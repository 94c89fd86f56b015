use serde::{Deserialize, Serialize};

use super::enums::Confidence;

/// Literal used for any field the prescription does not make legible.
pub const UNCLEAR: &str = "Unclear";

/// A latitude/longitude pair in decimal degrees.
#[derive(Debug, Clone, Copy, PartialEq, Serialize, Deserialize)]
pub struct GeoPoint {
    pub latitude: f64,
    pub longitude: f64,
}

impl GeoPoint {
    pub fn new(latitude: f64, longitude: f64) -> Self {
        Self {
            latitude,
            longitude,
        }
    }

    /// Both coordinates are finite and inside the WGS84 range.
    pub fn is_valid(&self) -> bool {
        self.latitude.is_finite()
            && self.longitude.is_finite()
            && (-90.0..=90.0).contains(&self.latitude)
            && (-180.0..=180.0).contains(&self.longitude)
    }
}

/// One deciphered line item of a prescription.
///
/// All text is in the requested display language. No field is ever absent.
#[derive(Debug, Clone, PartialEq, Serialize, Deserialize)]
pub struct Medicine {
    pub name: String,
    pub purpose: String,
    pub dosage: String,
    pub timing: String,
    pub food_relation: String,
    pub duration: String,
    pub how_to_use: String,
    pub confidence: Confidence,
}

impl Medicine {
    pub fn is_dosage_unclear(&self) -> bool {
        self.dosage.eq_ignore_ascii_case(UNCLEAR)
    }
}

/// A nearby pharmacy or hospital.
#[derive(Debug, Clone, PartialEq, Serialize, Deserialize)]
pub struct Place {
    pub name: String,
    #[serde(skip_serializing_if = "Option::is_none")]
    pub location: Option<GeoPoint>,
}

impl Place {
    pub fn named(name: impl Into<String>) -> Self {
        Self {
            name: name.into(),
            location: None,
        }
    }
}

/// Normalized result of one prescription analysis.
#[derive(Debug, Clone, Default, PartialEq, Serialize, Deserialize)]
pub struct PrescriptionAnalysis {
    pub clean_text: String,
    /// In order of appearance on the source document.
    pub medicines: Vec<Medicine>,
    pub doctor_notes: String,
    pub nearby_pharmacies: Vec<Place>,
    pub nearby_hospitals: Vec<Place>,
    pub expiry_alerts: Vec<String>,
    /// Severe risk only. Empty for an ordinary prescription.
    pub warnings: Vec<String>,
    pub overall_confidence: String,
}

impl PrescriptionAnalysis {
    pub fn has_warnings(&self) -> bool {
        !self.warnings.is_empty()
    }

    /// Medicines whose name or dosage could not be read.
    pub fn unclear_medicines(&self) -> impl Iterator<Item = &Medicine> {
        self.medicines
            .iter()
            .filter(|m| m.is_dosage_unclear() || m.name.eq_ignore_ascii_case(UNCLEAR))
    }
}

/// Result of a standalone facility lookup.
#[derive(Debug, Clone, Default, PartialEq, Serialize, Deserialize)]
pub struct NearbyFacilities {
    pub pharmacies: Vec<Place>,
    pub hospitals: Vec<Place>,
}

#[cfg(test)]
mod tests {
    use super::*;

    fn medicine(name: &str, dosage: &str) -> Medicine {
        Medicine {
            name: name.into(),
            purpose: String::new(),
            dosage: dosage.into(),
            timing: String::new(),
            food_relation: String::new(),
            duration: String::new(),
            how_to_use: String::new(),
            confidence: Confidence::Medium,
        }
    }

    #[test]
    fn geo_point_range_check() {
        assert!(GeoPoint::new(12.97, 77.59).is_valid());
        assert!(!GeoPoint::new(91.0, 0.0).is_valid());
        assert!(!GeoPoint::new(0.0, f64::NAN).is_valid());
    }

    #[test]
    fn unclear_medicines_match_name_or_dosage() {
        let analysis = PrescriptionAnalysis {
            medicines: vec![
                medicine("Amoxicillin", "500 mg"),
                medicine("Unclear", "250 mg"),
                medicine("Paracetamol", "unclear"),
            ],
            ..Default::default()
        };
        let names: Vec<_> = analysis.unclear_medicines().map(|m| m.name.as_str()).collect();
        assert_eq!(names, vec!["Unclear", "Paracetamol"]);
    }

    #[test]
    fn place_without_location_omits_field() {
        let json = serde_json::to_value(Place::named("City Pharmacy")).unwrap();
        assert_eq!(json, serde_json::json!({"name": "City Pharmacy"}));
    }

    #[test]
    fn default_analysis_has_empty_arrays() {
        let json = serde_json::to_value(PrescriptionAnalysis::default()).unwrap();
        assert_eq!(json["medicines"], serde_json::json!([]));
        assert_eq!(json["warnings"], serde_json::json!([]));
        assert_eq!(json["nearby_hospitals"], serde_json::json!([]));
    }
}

...

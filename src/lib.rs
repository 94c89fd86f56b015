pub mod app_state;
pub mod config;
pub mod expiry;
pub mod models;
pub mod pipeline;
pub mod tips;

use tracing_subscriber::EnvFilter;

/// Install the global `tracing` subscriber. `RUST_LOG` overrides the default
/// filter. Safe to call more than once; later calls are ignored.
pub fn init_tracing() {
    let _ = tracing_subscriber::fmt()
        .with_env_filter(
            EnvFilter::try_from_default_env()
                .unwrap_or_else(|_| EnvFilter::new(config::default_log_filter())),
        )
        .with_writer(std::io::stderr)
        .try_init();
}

Your task ->
State how many lines contain the word "named" across the listing, and give no other text.

Answer ->
2